Only in Alaska, which likes to claim title to the world’s “best-managed fisheries,” would halibut now retailing at prices in excess of $20 per pound be ground into fish meal to feed animals, shrimp and maybe even farmed salmon – the bane of Alaska commercial fishermen.


Photos of halibut and other, trawl-caught bottomfish headed for the grinder emerged from Kodiak this weekend as Alaska fishermen started into a fishing season where the targeted harvest of halibut by both commercial fishermen and anglers has been seriously restricted because of conservation concerns.

The commercial season opened in March with commercial fishermen in the north Gulf of Alaska restricted to 7,350,000 pounds – down from 10 million last year – and the sport charter catch slashed to 1.8 million pounds.

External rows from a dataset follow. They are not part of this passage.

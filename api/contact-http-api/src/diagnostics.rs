use axum::{
    Json,
    extract::State,
    http::StatusCode,
    response::{IntoResponse, Response},
};
use contact_relay_app::workflow::diagnostics::test_email::TestEmailReport;
use serde::Serialize;

use crate::{AppState, error::relay_error_status};

#[derive(Debug, Serialize)]
#[serde(untagged)]
pub enum ConfigReport {
    /// Which settings were found, never their values.
    Presence { host: bool, user: bool, pass: bool },
    Transport {
        host: String,
        port: u16,
        from: String,
        to: String,
    },
}

#[derive(Debug, Serialize)]
#[serde(rename_all = "camelCase")]
pub struct DiagnosticsResponse {
    pub success: bool,
    pub message: String,
    #[serde(skip_serializing_if = "Option::is_none")]
    pub message_id: Option<String>,
    #[serde(skip_serializing_if = "Option::is_none")]
    pub error_code: Option<&'static str>,
    #[serde(skip_serializing_if = "Option::is_none")]
    pub config: Option<ConfigReport>,
}

pub fn report_response(
    report: TestEmailReport,
    sent_message: &str,
) -> (StatusCode, DiagnosticsResponse) {
    match report {
        TestEmailReport::NotConfigured(presence) => (
            StatusCode::OK,
            DiagnosticsResponse {
                success: false,
                message: "SMTP not configured".to_string(),
                message_id: None,
                error_code: None,
                config: Some(ConfigReport::Presence {
                    host: presence.host,
                    user: presence.user,
                    pass: presence.pass,
                }),
            },
        ),
        TestEmailReport::Sent {
            message_id,
            transport,
            identity,
        } => (
            StatusCode::OK,
            DiagnosticsResponse {
                success: true,
                message: sent_message.to_string(),
                message_id: Some(message_id.to_string()),
                error_code: None,
                config: Some(ConfigReport::Transport {
                    host: transport.host,
                    port: transport.port,
                    from: identity.from_address,
                    to: identity.owner_address,
                }),
            },
        ),
        TestEmailReport::Failed(err) => (
            relay_error_status(&err),
            DiagnosticsResponse {
                success: false,
                message: err.user_message(),
                message_id: None,
                error_code: Some(err.kind().as_str()),
                config: None,
            },
        ),
    }
}

pub async fn test_email(State(state): State<AppState>) -> Response {
    let report = state.app.send_test_email_use_case.send_test_email().await;
    let (status, body) = report_response(report, "Test email sent successfully");
    (status, Json(body)).into_response()
}

pub async fn test_contact_email(State(state): State<AppState>) -> Response {
    let report = state.app.send_test_email_use_case.send_test_contact().await;
    let (status, body) = report_response(report, "Test contact email sent successfully");
    (status, Json(body)).into_response()
}
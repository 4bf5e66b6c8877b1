use log::LevelFilter;
use log4rs::{
    Config, Handle,
    append::{
        console::{ConsoleAppender, Target},
        rolling_file::{
            RollingFileAppender,
            policy::compound::{
                CompoundPolicy, roll::fixed_window::FixedWindowRoller, trigger::size::SizeTrigger,
            },
        },
    },
    config::{Appender, Root},
    encode::pattern::PatternEncoder,
    filter::threshold::ThresholdFilter,
};
use thiserror::Error;

const LOG_SIZE_LIMIT: u64 = 10 * 1024 * 1024; // 10 MB

const LOG_FILE_COUNT: u32 = 3;

const PATTERN: &str = "{d(%Y-%m-%d %H:%M:%S)} {l} {t} - {m}{n}";

#[derive(Debug, Error)]
pub enum LoggerError {
    #[error("invalid log archive pattern: {0}")]
    Roller(String),

    #[error("failed to open log file: {0}")]
    File(#[from] std::io::Error),

    #[error("invalid logger configuration: {0}")]
    Config(#[from] log4rs::config::runtime::ConfigErrors),

    #[error("logger already initialized: {0}")]
    AlreadySet(#[from] log::SetLoggerError),
}

/// Where file logs go, if anywhere.
#[derive(Debug, Clone, PartialEq, Eq)]
pub struct FileLogSettings {
    pub file_path: String,
    pub archive_pattern: String,
}

impl FileLogSettings {
    /// Both `LOG_FILE_PATH` and `LOG_ARCHIVE_PATTERN` must be set to enable
    /// the rolling file appender.
    pub fn from_lookup<F>(lookup: F) -> Option<Self>
    where
        F: Fn(&str) -> Option<String>,
    {
        let var = |key: &str| lookup(key).filter(|value| !value.trim().is_empty());
        Some(Self {
            file_path: var("LOG_FILE_PATH")?,
            archive_pattern: var("LOG_ARCHIVE_PATTERN")?,
        })
    }
}

fn build_config(file: Option<&FileLogSettings>) -> Result<Config, LoggerError> {
    let stderr_level = LevelFilter::Info;
    let file_level = LevelFilter::Debug;

    let stderr = ConsoleAppender::builder()
        .target(Target::Stderr)
        .encoder(Box::new(PatternEncoder::new(PATTERN)))
        .build();

    let mut config = Config::builder().appender(
        Appender::builder()
            .filter(Box::new(ThresholdFilter::new(stderr_level)))
            .build("stderr", Box::new(stderr)),
    );
    let mut root = Root::builder().appender("stderr");

    if let Some(file) = file {
        let trigger = SizeTrigger::new(LOG_SIZE_LIMIT);
        let roller = FixedWindowRoller::builder()
            .build(&file.archive_pattern, LOG_FILE_COUNT)
            .map_err(|e| LoggerError::Roller(e.to_string()))?;
        let policy = CompoundPolicy::new(Box::new(trigger), Box::new(roller));

        let logfile = RollingFileAppender::builder()
            .encoder(Box::new(PatternEncoder::new(PATTERN)))
            .build(&file.file_path, Box::new(policy))?;

        config = config.appender(
            Appender::builder()
                .filter(Box::new(ThresholdFilter::new(file_level)))
                .build("logfile", Box::new(logfile)),
        );
        root = root.appender("logfile");
    }

    Ok(config.build(root.build(LevelFilter::Debug))?)
}

/// Logs Info and above to stderr, plus Debug and above to a size-rolled file
/// when one is configured.
pub fn init_logger(file: Option<&FileLogSettings>) -> Result<Handle, LoggerError> {
    let config = build_config(file)?;
    Ok(log4rs::init_config(config)?)
}

#[cfg(test)]
mod tests {
    use super::*;

    #[test]
    fn test_file_logging_needs_both_settings() {
        let only_path = |key: &str| (key == "LOG_FILE_PATH").then(|| "contact.log".to_string());
        assert_eq!(FileLogSettings::from_lookup(only_path), None);

        let both = |key: &str| match key {
            "LOG_FILE_PATH" => Some("contact.log".to_string()),
            "LOG_ARCHIVE_PATTERN" => Some("contact.{}.log.gz".to_string()),
            _ => None,
        };
        assert_eq!(
            FileLogSettings::from_lookup(both),
            Some(FileLogSettings {
                file_path: "contact.log".to_string(),
                archive_pattern: "contact.{}.log.gz".to_string(),
            })
        );
    }

    #[test]
    fn test_stderr_only_config_builds() {
        assert!(build_config(None).is_ok());
    }

    #[test]
    fn test_archive_pattern_needs_placeholder() {
        let file = FileLogSettings {
            file_path: "contact.log".to_string(),
            archive_pattern: "contact.log.gz".to_string(),
        };
        assert!(matches!(build_config(Some(&file)), Err(LoggerError::Roller(_))));
    }
}
pub mod relay;
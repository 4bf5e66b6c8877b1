pub mod test_email;
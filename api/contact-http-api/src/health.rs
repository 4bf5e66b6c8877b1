use axum::{
    Json,
    extract::OriginalUri,
    http::{HeaderMap, Method, header::ORIGIN},
};
use chrono::{SecondsFormat, Utc};
use serde::Serialize;

#[derive(Debug, Serialize)]
pub struct HealthResponse {
    pub status: &'static str,
    pub message: &'static str,
    pub timestamp: String,
    pub method: String,
    pub path: String,
    #[serde(skip_serializing_if = "Option::is_none")]
    pub origin: Option<String>,
}

impl HealthResponse {
    pub fn new(method: &str, path: &str, origin: Option<&str>) -> Self {
        Self {
            status: "OK",
            message: "Portfolio API is running",
            timestamp: Utc::now().to_rfc3339_opts(SecondsFormat::Millis, true),
            method: method.to_string(),
            path: path.to_string(),
            origin: origin.map(str::to_string),
        }
    }
}

pub async fn get_health(
    method: Method,
    OriginalUri(uri): OriginalUri,
    headers: HeaderMap,
) -> Json<HealthResponse> {
    let origin = headers.get(ORIGIN).and_then(|value| value.to_str().ok());
    Json(HealthResponse::new(method.as_str(), uri.path(), origin))
}
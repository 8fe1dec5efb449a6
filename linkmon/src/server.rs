//! axumサーバー起動・シャットダウンハンドリング

use crate::common::error::{LinkError, LinkResult};
use crate::AppState;
use std::future::Future;
use tokio::net::TcpListener;
use tracing::info;

/// axumサーバーを起動し、Ctrl+C / SIGTERM を待機する
pub async fn run(state: AppState, bind_addr: &str) -> LinkResult<()> {
    let listener = TcpListener::bind(bind_addr)
        .await
        .map_err(|e| LinkError::Config(format!("Failed to bind to {}: {}", bind_addr, e)))?;

    info!("Link monitor listening on {}", bind_addr);

    serve(listener, state, shutdown_signal()).await
}

/// バインド済みリスナーでサーバーを動かし、`signal` 完了で停止する
///
/// 停止時に`AppState`のDBプールを閉じる。
pub async fn serve<F>(listener: TcpListener, state: AppState, signal: F) -> LinkResult<()>
where
    F: Future<Output = ()> + Send + 'static,
{
    let db_pool = state.db_pool.clone();
    let app = crate::api::create_app(state);

    let result = axum::serve(listener, app)
        .with_graceful_shutdown(signal)
        .await
        .map_err(|e| LinkError::Server(e.to_string()));

    db_pool.close().await;

    result?;
    info!("Server shutdown complete");
    Ok(())
}

/// シャットダウンシグナルを待機
async fn shutdown_signal() {
    let ctrl_c = async {
        if let Err(e) = tokio::signal::ctrl_c().await {
            tracing::error!("failed to install Ctrl+C handler: {}", e);
            std::future::pending::<()>().await;
        }
    };

    #[cfg(unix)]
    let terminate = async {
        match tokio::signal::unix::signal(tokio::signal::unix::SignalKind::terminate()) {
            Ok(mut signal) => {
                signal.recv().await;
            }
            Err(e) => {
                tracing::error!("failed to install signal handler: {}", e);
                std::future::pending::<()>().await;
            }
        }
    };

    #[cfg(not(unix))]
    let terminate = std::future::pending::<()>();

    tokio::select! {
        _ = ctrl_c => {
            info!("Received Ctrl+C, shutting down...");
        }
        _ = terminate => {
            info!("Received SIGTERM, shutting down...");
        }
    }
}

Most sport fishing in Alaska takes place in the north Gulf where the catch limit is now down to less than half the trawl, bycatch cap of 1,706 metric tons – 3.8 million pounds – the North Pacific Fishery Management Council, a federal regulatory body controlled by commercial fishing interests, imposed on the trawl fishery.

The council “family” has sometimes attracted public criticism, but a Byzantine federal regulatory system has allowed it to function largely free of public pressure.

“With all the papers, people and scheduling, Council meetings can be pretty confusing to those who are new to the process,” the organization concedes on its website, but the Council has never made any real effort to make the meetings less so.

To keep the charter harvest down this year, charter anglers were banned from fishing on Wednesdays and some Tuesdays and further restricted to a seasonal catch limit of four fish. The restrictions are expected to take a significant bite out of the tourist economy in Homer and other south Kenai Peninsula communities.

The new rules come on top of a fish-and-a-half-limit previously imposed to limit anglers to one halibut of any size and one under 28 inches.

Angry anglers

The internet was lighting up over the weekend after Kodiak’s Erik Velsko posted on Facebook the photos of not only a tote full of the flatfish, but a video of the tote being unceremoniously dumped into a Trident Seafoods truck.

He added this comment:

“Anyone who cares about our natural resources right outside our door should be appalled at this. Yes, that’s a Trident truck and yes, those are baby halibut from one of their boats. It’s getting ridiculous, and it’s time to stop.”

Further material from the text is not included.